Excel (OneDrive, Office365)¤
The dataset needs the URL of a “share via link” sheet on Office 365/OneDrive as input. It will automatically construct a direct download URL, cache the download file handle it like an XLSX file in the Excel Dataset.
Notes¤
There are 2 types of URLs that can be shared:
Onedrive links look like https://1drv.ms/x/s!AucULvzmJ-dsdfsfgaIcyWP_XY_G4w?e=yx65uu
Onedrive (based one sharepoint, for businesses) links look like https://eccencagmbh-my.sharepoint.com/:x:/g/personal/person_eccenca_com/EdEMTEw1dclHiEZXyvy8P4YBit8wSyGsiwU5Kt__sQOZzw
The first type should always work is not recommended for this dataset. The second type requires to set up an application in Microsoft EntraID (formerly Azure Active Directory). EntraID: https://docs.microsoft.com/azure/active-directory/develop/v2-overview Instructions and examples can be found here: https://github.com/Azure-Samples/ms-identity-msal-java-samples/tree/main/3-java-servlet-web-app/1-Authentication/sign-in
After following the steps access to sharepoint/onedrive for business can be setup in the application.conf file for eccenca DataIntegration.
Example:
com.eccenca.di.office365 = {
authority = "https://login.microsoftonline.com/a0907dd1-f981-4c98-a8b9-1deb27bcf2cc/"

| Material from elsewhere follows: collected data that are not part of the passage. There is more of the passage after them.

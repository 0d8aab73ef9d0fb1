//! Structured logging for apphost.
//!
//! Installs a `tracing-subscriber` formatter configured from [`LoggerConfig`].

use crate::core::{Error, Result};
use serde::{Deserialize, Serialize};
use tracing_subscriber::EnvFilter;

/// Log level.
#[derive(Clone, Copy, Debug, PartialEq, Eq, PartialOrd, Ord, Serialize, Deserialize)]
#[serde(rename_all = "lowercase")]
pub enum LogLevel {
    /// Trace level (most verbose)
    Trace = 0,
    /// Debug level
    Debug = 1,
    /// Info level
    Info = 2,
    /// Warning level
    Warn = 3,
    /// Error level
    Error = 4,
}

impl LogLevel {
    /// Directive understood by `EnvFilter`.
    pub fn as_directive(&self) -> &'static str {
        match self {
            LogLevel::Trace => "trace",
            LogLevel::Debug => "debug",
            LogLevel::Info => "info",
            LogLevel::Warn => "warn",
            LogLevel::Error => "error",
        }
    }
}

impl std::fmt::Display for LogLevel {
    fn fmt(&self, f: &mut std::fmt::Formatter<'_>) -> std::fmt::Result {
        match self {
            LogLevel::Trace => write!(f, "TRACE"),
            LogLevel::Debug => write!(f, "DEBUG"),
            LogLevel::Info => write!(f, "INFO"),
            LogLevel::Warn => write!(f, "WARN"),
            LogLevel::Error => write!(f, "ERROR"),
        }
    }
}

/// Log output format.
#[derive(Clone, Copy, Debug, PartialEq, Eq, Serialize, Deserialize)]
#[serde(rename_all = "lowercase")]
pub enum LogFormat {
    /// Plain text
    Text,
    /// JSON
    Json,
}

/// Logger configuration.
#[derive(Clone, Debug, PartialEq, Eq, Serialize, Deserialize)]
#[serde(default)]
pub struct LoggerConfig {
    /// Minimum log level
    pub level: LogLevel,
    /// Output format
    pub format: LogFormat,
    /// Include timestamps
    pub timestamps: bool,
    /// Include the event target (module path)
    pub targets: bool,
}

impl LoggerConfig {
    /// Filter built from the configured level, unless `RUST_LOG` is set.
    pub fn env_filter(&self) -> EnvFilter {
        EnvFilter::try_from_default_env().unwrap_or_else(|_| EnvFilter::new(self.level.as_directive()))
    }
}

impl Default for LoggerConfig {
    fn default() -> Self {
        Self {
            level: LogLevel::Info,
            format: LogFormat::Text,
            timestamps: true,
            targets: true,
        }
    }
}

/// Install the global subscriber.
///
/// Fails if a global subscriber is already set.
pub fn init(config: &LoggerConfig) -> Result<()> {
    let builder = tracing_subscriber::fmt()
        .with_env_filter(config.env_filter())
        .with_target(config.targets);

    let result = match (config.format, config.timestamps) {
        (LogFormat::Text, true) => builder.try_init(),
        (LogFormat::Text, false) => builder.without_time().try_init(),
        (LogFormat::Json, true) => builder.json().try_init(),
        (LogFormat::Json, false) => builder.json().without_time().try_init(),
    };

    result.map_err(|e| Error::Config(format!("failed to install log subscriber: {e}")))
}

#[cfg(test)]
mod tests {
    use super::*;

    #[test]
    fn test_level_ordering() {
        assert!(LogLevel::Error > LogLevel::Warn);
        assert!(LogLevel::Debug > LogLevel::Trace);
        assert_eq!(LogLevel::Warn.as_directive(), "warn");
    }

    #[test]
    fn test_config_from_partial_json() {
        let config: LoggerConfig =
            serde_json::from_value(serde_json::json!({"level": "debug", "format": "json"})).unwrap();

        assert_eq!(config.level, LogLevel::Debug);
        assert_eq!(config.format, LogFormat::Json);
        assert!(config.timestamps);
    }

    #[test]
    fn test_second_init_is_an_error() {
        let config = LoggerConfig {
            level: LogLevel::Warn,
            ..Default::default()
        };

        // Another test may already own the global subscriber.
        let _ = init(&config);
        assert!(matches!(init(&config), Err(Error::Config(_))));
    }
}
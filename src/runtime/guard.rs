//! Panic isolation for application code.
//!
//! Application code runs inside the host process; a panic in it must come
//! back to the caller as an ordinary [`AppError`] rather than unwind through
//! the runtime.

use crate::app::{AppError, AppResult};
use std::panic::{catch_unwind, AssertUnwindSafe};

/// Extract a human-readable message from a panic payload.
pub fn panic_message(payload: Box<dyn std::any::Any + Send>) -> String {
    if let Some(msg) = payload.downcast_ref::<&'static str>() {
        return (*msg).to_string();
    }
    if let Some(msg) = payload.downcast_ref::<String>() {
        return msg.clone();
    }
    "non-string panic payload".to_string()
}

/// Run application code, turning a panic into [`AppError::Panicked`].
pub fn guard<T>(op: &str, f: impl FnOnce() -> AppResult<T>) -> AppResult<T> {
    match catch_unwind(AssertUnwindSafe(f)) {
        Ok(result) => result,
        Err(payload) => {
            let msg = panic_message(payload);
            tracing::error!(op, panic = %msg, "application panicked");
            Err(AppError::Panicked(msg))
        }
    }
}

clientId = "4d14959d-3c62-4f90-a072-a96ca4b3fa9f"
secret = "Ceb8Q~QkMMV7TBK-ggB3nh22nUnqoDB1KTmkjj"
scope = "https://graph.microsoft.com/.default"
tenantId = "a0907dd1-f981-4c98-a8b9-1deb27bcf2cc"
}
Caching¤
The advanced parameter invalidateCacheAfter
allows the user to specify a duration of the file cache
after which it is refreshed.
A file based cache is created to avoid CAPTCHAs. During the caching and validation of the URL
access occurs with random wait times between 1 and 5 seconds.
The cache is invalidated after 5 minutes by default.
Parameter¤
URL¤
Link to the document (‘share with anyone having a link’ must be enabled).
- Datatype:
string
- Default Value:
None
Streaming¤
Streaming enables reading and writing large Excels files. Warning: Be careful to disable streaming for large datasets (> 10MB), because of high memory consumption.
- Datatype:
boolean
- Default Value:
true
Invalidate cache after¤
Duration until file based cache is invalidated.
- Datatype:
duration
- Default Value:
PT5M
Lines to skip¤
The number of lines to skip in the beginning when reading files.
- Datatype:
int
- Default Value:
0